*Exercise inputs*
______

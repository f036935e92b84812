use anyhow::{Context, Result};
use serde::{Deserialize, Serialize};
use std::fs;
use std::path::{Path, PathBuf};

use crate::state::ensure_smartspend_home;

#[derive(Debug, Clone, Default, PartialEq, Serialize, Deserialize)]
pub struct Config {
    #[serde(default)]
    pub llm: LlmSection,
    #[serde(default)]
    pub chat: ChatSection,
    #[serde(default)]
    pub session: SessionSection,
    #[serde(default)]
    pub log: LogSection,
}

#[derive(Debug, Clone, PartialEq, Serialize, Deserialize)]
#[serde(default)]
pub struct LlmSection {
    /// "openai", "anthropic" or "rules" (offline keyword parser)
    pub provider: String,
    pub model: String,
    /// Override the provider's API host (OpenAI-compatible gateways, tests)
    pub base_url: Option<String>,
    pub temperature: f32,
    pub timeout_secs: u64,
}

#[derive(Debug, Clone, PartialEq, Serialize, Deserialize)]
#[serde(default)]
pub struct ChatSection {
    /// Prefixed to amounts in replies
    pub currency: String,
    /// Months shown by `smartspend trend`
    pub trend_months: usize,
}

#[derive(Debug, Clone, Default, PartialEq, Serialize, Deserialize)]
#[serde(default)]
pub struct SessionSection {
    /// IANA zone used for "today"; platform local date when unset
    pub timezone: Option<String>,
}

#[derive(Debug, Clone, PartialEq, Serialize, Deserialize)]
#[serde(default)]
pub struct LogSection {
    /// Default filter when RUST_LOG is unset
    pub level: String,
}

impl Default for LlmSection {
    fn default() -> Self {
        Self {
            provider: "openai".to_string(),
            model: "gpt-4o-mini".to_string(),
            base_url: None,
            temperature: 0.0,
            timeout_secs: 30,
        }
    }
}

impl Default for ChatSection {
    fn default() -> Self {
        Self {
            currency: "₹".to_string(),
            trend_months: 5,
        }
    }
}

impl Default for LogSection {
    fn default() -> Self {
        Self {
            level: "warn".to_string(),
        }
    }
}

pub fn config_path() -> Result<PathBuf> {
    Ok(ensure_smartspend_home()?.join("config.toml"))
}

pub fn load_config() -> Result<Config> {
    load_config_from(&config_path()?)
}

pub fn load_config_from(p: &Path) -> Result<Config> {
    if !p.exists() {
        return Ok(Config::default());
    }
    let s = fs::read_to_string(p).with_context(|| format!("read {}", p.display()))?;
    toml::from_str(&s).with_context(|| format!("parse {}", p.display()))
}

pub fn save_config_to(cfg: &Config, p: &Path) -> Result<()> {
    let s = toml::to_string_pretty(cfg).context("serialize config")?;
    fs::write(p, s).with_context(|| format!("write {}", p.display()))?;
    Ok(())
}

pub fn init_config() -> Result<()> {
    let p = config_path()?;
    if p.exists() {
        println!("Config already exists: {}", p.display());
        return Ok(());
    }
    save_config_to(&Config::default(), &p)?;
    println!("Wrote {}", p.display());
    Ok(())
}
//! # Expense Intake Pipeline
//!
//! utterance -> user chat message -> parser -> validation -> persistence ->
//! budget math -> assistant reply.
//!
//! Only one submission runs at a time; a second one while the first is still
//! parsing or saving is turned away with [`IntakeOutcome::Busy`].

use chrono::NaiveDate;
use std::sync::atomic::{AtomicBool, Ordering};
use std::sync::Arc;
use tracing::{debug, warn};

use smartspend_core::{time::local_today, ChatMessage, Expense};

use crate::collaborators::ExpenseParser;
use crate::error::StoreError;
use crate::store::StateStore;

pub const RESTATE_AMOUNT: &str =
    "I couldn't find an amount in that. How much did you spend? Try something like \"250 on lunch\".";
pub const SAVE_FAILED: &str = "I couldn't save that expense. Please try again in a moment.";
pub const SIGNED_OUT: &str = "You're signed out, so I couldn't save that. Please sign in again.";

#[derive(Debug, Clone, PartialEq)]
pub enum IntakeOutcome {
    /// Blank input; nothing happened
    Ignored,
    /// Another submission is still outstanding; nothing happened
    Busy,
    /// Parser failed or gave no usable amount; user was asked to restate
    NeedsAmount,
    /// Parsed fine but persistence refused the write; local state untouched
    SaveFailed,
    Saved { expense: Expense, budget_left: f64 },
}

type Clock = Arc<dyn Fn() -> NaiveDate + Send + Sync>;

pub struct IntakePipeline {
    store: Arc<StateStore>,
    parser: Arc<dyn ExpenseParser>,
    currency: String,
    today: Clock,
    in_flight: AtomicBool,
}

struct InFlight<'a>(&'a AtomicBool);

impl<'a> InFlight<'a> {
    fn acquire(flag: &'a AtomicBool) -> Option<Self> {
        flag.compare_exchange(false, true, Ordering::AcqRel, Ordering::Acquire)
            .ok()
            .map(|_| Self(flag))
    }
}

impl Drop for InFlight<'_> {
    fn drop(&mut self) {
        self.0.store(false, Ordering::Release);
    }
}

impl IntakePipeline {
    pub fn new(store: Arc<StateStore>, parser: Arc<dyn ExpenseParser>) -> Self {
        Self {
            store,
            parser,
            currency: String::new(),
            today: Arc::new(local_today),
            in_flight: AtomicBool::new(false),
        }
    }

    /// Symbol prefixed to amounts in replies.
    pub fn with_currency(mut self, currency: impl Into<String>) -> Self {
        self.currency = currency.into();
        self
    }

    /// Source of "today" for relative dates and month budgets.
    pub fn with_clock(mut self, today: impl Fn() -> NaiveDate + Send + Sync + 'static) -> Self {
        self.today = Arc::new(today);
        self
    }

    pub fn store(&self) -> &Arc<StateStore> {
        &self.store
    }

    pub fn is_busy(&self) -> bool {
        self.in_flight.load(Ordering::Acquire)
    }

    pub async fn submit(&self, text: &str) -> IntakeOutcome {
        let text = text.trim();
        if text.is_empty() {
            return IntakeOutcome::Ignored;
        }
        let Some(_guard) = InFlight::acquire(&self.in_flight) else {
            debug!("submission rejected, previous one still in flight");
            return IntakeOutcome::Busy;
        };

        self.store.push_chat(ChatMessage::user(text)).await;

        let today = (self.today)();
        let parsed = match self.parser.parse(text, today).await {
            Ok(p) => Some(p),
            Err(e) => {
                warn!(error = %format!("{e:#}"), "expense parser failed");
                None
            }
        };

        let budgets = self.store.budgets();
        let Some(new) = parsed.and_then(|p| p.into_new_expense(text, today, &budgets)) else {
            self.reply(ChatMessage::assistant(RESTATE_AMOUNT)).await;
            return IntakeOutcome::NeedsAmount;
        };
        debug!(amount = new.amount, category = %new.category, date = %new.date, "parsed expense");

        match self.store.record_expense(new).await {
            Ok((expense, budget_left)) => {
                let text = self.saved_text(&expense, budget_left);
                self.reply(ChatMessage::assistant(text).with_meta(expense.clone(), budget_left))
                    .await;
                IntakeOutcome::Saved {
                    expense,
                    budget_left,
                }
            }
            Err(e) => {
                warn!(error = %e, "could not save expense");
                let text = match e {
                    StoreError::NotSignedIn | StoreError::SessionExpired => SIGNED_OUT,
                    _ => SAVE_FAILED,
                };
                self.reply(ChatMessage::assistant(text)).await;
                IntakeOutcome::SaveFailed
            }
        }
    }

    async fn reply(&self, message: ChatMessage) {
        self.store.push_chat(message).await;
    }

    fn money(&self, amount: f64) -> String {
        format!("{}{:.2}", self.currency, amount)
    }

    fn saved_text(&self, expense: &Expense, budget_left: f64) -> String {
        let category = &expense.category;
        let head = format!("Saved {} for {}.", self.money(expense.amount), category);
        if self.store.budgets().get(category).is_none() {
            return format!("{head} There is no budget set for {category}.");
        }
        if budget_left >= 0.0 {
            format!(
                "{head} {} left in your {category} budget this month.",
                self.money(budget_left)
            )
        } else {
            format!(
                "{head} You are {} over your {category} budget this month.",
                self.money(-budget_left)
            )
        }
    }
}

______

*What to work on*
Reproduce exactly, and only, the lines from the start of the entries through the one that contains "pub struct LogSection".

*Solution to this exercise*
repository f036935e92b84812
use anyhow::{Context, Result};
use serde::{Deserialize, Serialize};
use std::fs;
use std::path::{Path, PathBuf};

use crate::state::ensure_smartspend_home;

#[derive(Debug, Clone, Default, PartialEq, Serialize, Deserialize)]
pub struct Config {
    #[serde(default)]
    pub llm: LlmSection,
    #[serde(default)]
    pub chat: ChatSection,
    #[serde(default)]
    pub session: SessionSection,
    #[serde(default)]
    pub log: LogSection,
}

#[derive(Debug, Clone, PartialEq, Serialize, Deserialize)]
#[serde(default)]
pub struct LlmSection {
    /// "openai", "anthropic" or "rules" (offline keyword parser)
    pub provider: String,
    pub model: String,
    /// Override the provider's API host (OpenAI-compatible gateways, tests)
    pub base_url: Option<String>,
    pub temperature: f32,
    pub timeout_secs: u64,
}

#[derive(Debug, Clone, PartialEq, Serialize, Deserialize)]
#[serde(default)]
pub struct ChatSection {
    /// Prefixed to amounts in replies
    pub currency: String,
    /// Months shown by `smartspend trend`
    pub trend_months: usize,
}

#[derive(Debug, Clone, Default, PartialEq, Serialize, Deserialize)]
#[serde(default)]
pub struct SessionSection {
    /// IANA zone used for "today"; platform local date when unset
    pub timezone: Option<String>,
}

#[derive(Debug, Clone, PartialEq, Serialize, Deserialize)]
#[serde(default)]
pub struct LogSection {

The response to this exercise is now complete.